Read A Game For All The Family Online
Authors: Sophie Hannah
Standards of Evidence and the Almost Hanging of Perrine
Perrine Ingrey did not go to jail for the murder of Malachy Dodd. There were no witnesses who could say for certain that she had killed him, and she denied it with more and more outrage and incredulity every time she was asked.
One night when Perrine was asleep, the rest of the Ingrey family discussed the upsetting subject. “I know she did it and so does Lisette,” said Allisande. “We heard her say ‘Ha!’ at the precise moment that Malachy’s body hit the ground.” (The Dodds, oddly, did not seem to have heard this clearly audible “Ha!,” and neither did Bascom and Sorrel. Perhaps they all mistook it for carried sound from the other side of the river, or a drunken reveler on the deck of a passing yacht. If so, they were indeed mistaken. It was Perrine’s voice without a doubt, and instantly recognized by her two sisters.)
Lisette, the eldest, disagreed with Allisande that Perrine must be guilty. She strongly suspected that her youngest sister was a murderer, but she was not willing to use the words “must be” without proper evidence. “The ‘Ha!’ doesn’t prove she killed him,” Lisette told the other three. “All it proves is that she was pleased to see him fall to his death.”

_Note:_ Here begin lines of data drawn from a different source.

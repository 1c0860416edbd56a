//! Per-entity column configuration and query construction.
//!
//! Each entity declares its own [`ColumnMap`](crate::ColumnMap) and a set of
//! pure query-construction functions shaped after the REST surface. Nothing
//! here executes anything; every function returns a
//! [`ParameterizedQuery`](crate::ParameterizedQuery) for the storage layer to
//! run.

pub mod companies;
pub mod jobs;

“He couldn’t have fallen by accident,” said Sorrel. “The window in Perrine’s bedroom is set too high in the wall for that to be possible.”
“We can’t know what happened for sure since we weren’t there,” said Bascom, who, like Lisette, had strict views about standards of evidence. “For example, maybe Perrine was trying to perform some kind of strange trick, and it went wrong.”
“What trick?” Sorrel’s voice brimmed with disbelief.
“I don’t know! Or . . . maybe she wasn’t planning to let go of him, but he slipped out of her grasp.”
“You’re saying she was dangling him out of the window for fun?” said Sorrel sharply. “Or to scare him? Oh, well, that’s all right then! Look, instead of wasting time speculating, why don’t we concentrate on deciding what to do?”
Bascom, Lisette and Allisande were shocked. Sorrel did not usually say organized-sounding things like that.
“Do?” said Bascom (which was a more typically Sorrel-ish thing to say).
“Yes,” said his wife. “Everybody for miles around believes Perrine murdered Malachy, including all of us. Something is going to happen. Somebody—not the Dodds, who are too dull-witted, but somebody else—will try to avenge Malachy’s death. Can’t you feel the darkness in the atmosphere? I can. I can feel hatred for Perrine brewing, everywhere I go. Something will befall her. She hasn’t noticed, but I have. There is danger all around, and not only for Perrine—for us as well. What if someone throws boiling water in my face one day for bringing an evil child into the world?”
“Mum!” Lisette and Allisande protested in unison. “Don’t scare us!”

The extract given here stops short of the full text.